The City of Philadelphia is suing Pennsylvania so it can enact stronger gun safety laws and curb the epidemic of violence roiling the city.
Philadelphia is asking a judge to invalidate a set of regulations under the Pennsylvania Uniform Firearms Act, so it and other municipalities are free to pass their own measures aimed at curbing gun violence.
City officials gathered at Germantown's Happy Hollow Recreation Center to announce the action, a location chosen "due to historical rates of gun violence in the area," said Patricia Gillett, spokesperson for Council President Darrell Clarke.
"The simple reality is what we're asking for from the commonwealth is completely reasonable," Clarke said on Wednesday.
Several gun control advocacy groups are also listed as plaintiffs in the suit.
"If [state lawmakers] are going to abdicate their responsibility and their duty to save the lives of constituents through common sense policy, then they need to let other elected officials step up at the local level to do that duty," Adam Garber, executive director of CeaseFire PA.
The suit comes as Philadelphia reached a dark milestone of at least 366 murders this year, surpassing the number of victims for all of 2019 with nearly three months to go, a decade-long high.
Homicide is now one of the leading causes of death for Black men in Philly, Health Commissioner Dr. Thomas Farley said Wednesday, adding that the city sees more deaths from gun violence than from diabetes.
It's unclear if any of the bills local lawmakers want to pass would actually fix the gun violence epidemic.

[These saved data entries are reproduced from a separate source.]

//! String-keyed hash table with separate chaining.
//!
//! Buckets are a power-of-two vector of owned entry lists indexed by the low
//! bits of an FNV-1a hash. Entries are never removed one by one; the only way
//! to drop them is [`HashTable::clear`].

const FNV_OFFSET: u64 = 14695981039346656037;
const FNV_PRIME: u64 = 1099511628211;

const MAX_LOAD_FACTOR: f32 = 0.75;
const LAZY_CAPACITY: usize = 1024;

pub fn fnv1a(bytes: &[u8]) -> u64 {
    bytes.iter().fold(FNV_OFFSET, |h, &b| (h ^ u64::from(b)).wrapping_mul(FNV_PRIME))
}

#[derive(Debug, Clone)]
struct Entry<V> {
    key: String,
    value: V,
}

#[derive(Debug, Clone)]
pub struct HashTable<V> {
    buckets: Vec<Vec<Entry<V>>>,
    len: usize,
}

impl<V> Default for HashTable<V> {
    fn default() -> Self {
        Self { buckets: Vec::new(), len: 0 }
    }
}

impl<V> HashTable<V> {
    /// An empty table allocates its buckets on first insert.
    pub fn new() -> Self {
        Self::default()
    }

    /// Pre-size the bucket array, rounded up to a power of two.
    pub fn with_capacity(capacity: usize) -> Self {
        let cap = capacity.max(1).next_power_of_two();
        let mut buckets = Vec::with_capacity(cap);
        buckets.resize_with(cap, Vec::new);
        Self { buckets, len: 0 }
    }

    pub fn len(&self) -> usize {
        self.len
    }

    pub fn is_empty(&self) -> bool {
        self.len == 0
    }

    /// Number of buckets.
    pub fn capacity(&self) -> usize {
        self.buckets.len()
    }

    pub fn load_factor(&self) -> f32 {
        if self.buckets.is_empty() {
            return 0.0;
        }
        self.len as f32 / self.buckets.len() as f32
    }

    /// Drop every entry but keep the bucket array.
    pub fn clear(&mut self) {
        for bucket in &mut self.buckets {
            bucket.clear();
        }
        self.len = 0;
    }

    pub fn find(&self, key: &str) -> Option<&V> {
        if self.buckets.is_empty() {
            return None;
        }
        self.buckets[self.bucket_index(key)]
            .iter()
            .find(|e| e.key == key)
            .map(|e| &e.value)
    }

    pub fn find_mut(&mut self, key: &str) -> Option<&mut V> {
        if self.buckets.is_empty() {
            return None;
        }
        let idx = self.bucket_index(key);
        self.buckets[idx]
            .iter_mut()
            .find(|e| e.key == key)
            .map(|e| &mut e.value)
    }

    pub fn contains(&self, key: &str) -> bool {
        self.find(key).is_some()
    }

    /// Insert or overwrite.
    pub fn put(&mut self, key: &str, value: V) {
        let idx = self.slot_for_insert(key);
        let bucket = &mut self.buckets[idx];
        match bucket.iter_mut().find(|e| e.key == key) {
            Some(entry) => entry.value = value,
            None => {
                bucket.push(Entry { key: key.to_string(), value });
                self.len += 1;
            }
        }
    }

    /// Every `(key, value)` pair in bucket order. Callers must not rely on
    /// the order.
    pub fn iter(&self) -> impl Iterator<Item = (&str, &V)> {
        self.buckets
            .iter()
            .flat_map(|bucket| bucket.iter().map(|e| (e.key.as_str(), &e.value)))
    }

    fn bucket_index(&self, key: &str) -> usize {
        Self::index_for(key, self.buckets.len())
    }

    fn index_for(key: &str, cap: usize) -> usize {
        (fnv1a(key.as_bytes()) as usize) & (cap - 1)
    }

    /// Grow if needed, then return the bucket `key` belongs to.
    fn slot_for_insert(&mut self, key: &str) -> usize {
        if self.buckets.is_empty() {
            self.buckets.resize_with(LAZY_CAPACITY, Vec::new);
        } else if self.load_factor() > MAX_LOAD_FACTOR {
            self.rehash(self.buckets.len() * 2);
        }
        self.bucket_index(key)
    }

    fn rehash(&mut self, new_cap: usize) {
        let cap = new_cap.next_power_of_two();
        let mut buckets: Vec<Vec<Entry<V>>> = Vec::with_capacity(cap);
        buckets.resize_with(cap, Vec::new);
        for entry in std::mem::take(&mut self.buckets).into_iter().flatten() {
            buckets[Self::index_for(&entry.key, cap)].push(entry);
        }
        self.buckets = buckets;
    }
}

impl<V: Default> HashTable<V> {
    /// Return the value for `key`, inserting `V::default()` first if absent.
    pub fn get_or_create(&mut self, key: &str) -> &mut V {
        let idx = self.slot_for_insert(key);
        let bucket = &mut self.buckets[idx];
        let pos = match bucket.iter().position(|e| e.key == key) {
            Some(pos) => pos,
            None => {
                bucket.push(Entry { key: key.to_string(), value: V::default() });
                self.len += 1;
                bucket.len() - 1
            }
        };
        &mut bucket[pos].value
    }
}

Efforts like creating gun-free zones in municipal parks and banning assault weapon sales have had varying effects in other cities trying to reverse spikes in shootings. But Philly hasn't yet gotten a chance to try.
"Members of the General Assembly have even gone so far to even refuse to have serious discussions about developing laws that would address the gun violence costing Pennsylvanians their lives," said Garber, of CeaseFire PA.

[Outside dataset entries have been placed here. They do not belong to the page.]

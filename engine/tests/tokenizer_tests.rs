use engine::html::{extract_span_text, normalize_for_phrase};
use engine::stemmer::stem;
use engine::tokenizer::tokenize;

#[test]
fn it_lowercases_and_splits_on_punctuation() {
    let words = tokenize("Running Runners RUN! The café's menu.");
    assert_eq!(words, vec!["running", "runners", "run", "the", "caf", "s", "menu"]);
}

#[test]
fn it_keeps_stopwords_and_digits() {
    let words = tokenize("The 3 quick brown foxes and the lazy dog");
    assert!(words.contains(&"the".to_string()));
    assert!(words.contains(&"and".to_string()));
    assert!(words.contains(&"3".to_string()));
}

#[test]
fn stemmed_tokens_match_pipeline_order() {
    let stems: Vec<String> = tokenize("Runners running quickly").iter().map(|t| stem(t)).collect();
    assert_eq!(stems, vec!["runner", "runn", "quick"]);
}

#[test]
fn phrase_normalization_agrees_with_tokenizer() {
    let plain = extract_span_text("<span>Hello, <em>World</em>! It&#39;s 2024.</span>");
    let normalized = normalize_for_phrase(&plain);
    assert_eq!(normalized, tokenize(&plain).join(" "));
}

The lawsuit hammers home this point.
It argues the Pennsylvania Legislature has repeatedly prevented municipalities from enacting "sensible policies" aimed at curbing gun violence. It argues this violates not just residents' constitutional right to "enjoy and defend life and liberty," but also the legislative body's obligation "to maintain order and preserve the safety and welfare of all citizens."
The suit also says the General Assembly has refused to pass — and in some cases even discuss — "evidence-based" gun safety legislation at the state level, exposing residents to "direct risk" of gun violence. In particular, residents in low-income Black and Hispanic communities.
A new legal strategy is being used this time around, according to City Solicitor Marcel Pratt, with arguments based around the "state-created danger" doctrine. "It's relatively novel but it's based on well-settled law," Pratt said Wednesday.
In addition to the commonwealth, the suit names to Republican Assembly leaders. The defendants have not yet responded to a request for comment on the lawsuit.
Suing the commonwealth is a dramatic measure, but it's been tried before. The city sued the state in 2007 for failure to act on gun safety legislation, but the state's Commonwealth court concluded that the city did not have have the right to institute its own gun control measures because of existing preemption "imposed by the legislature."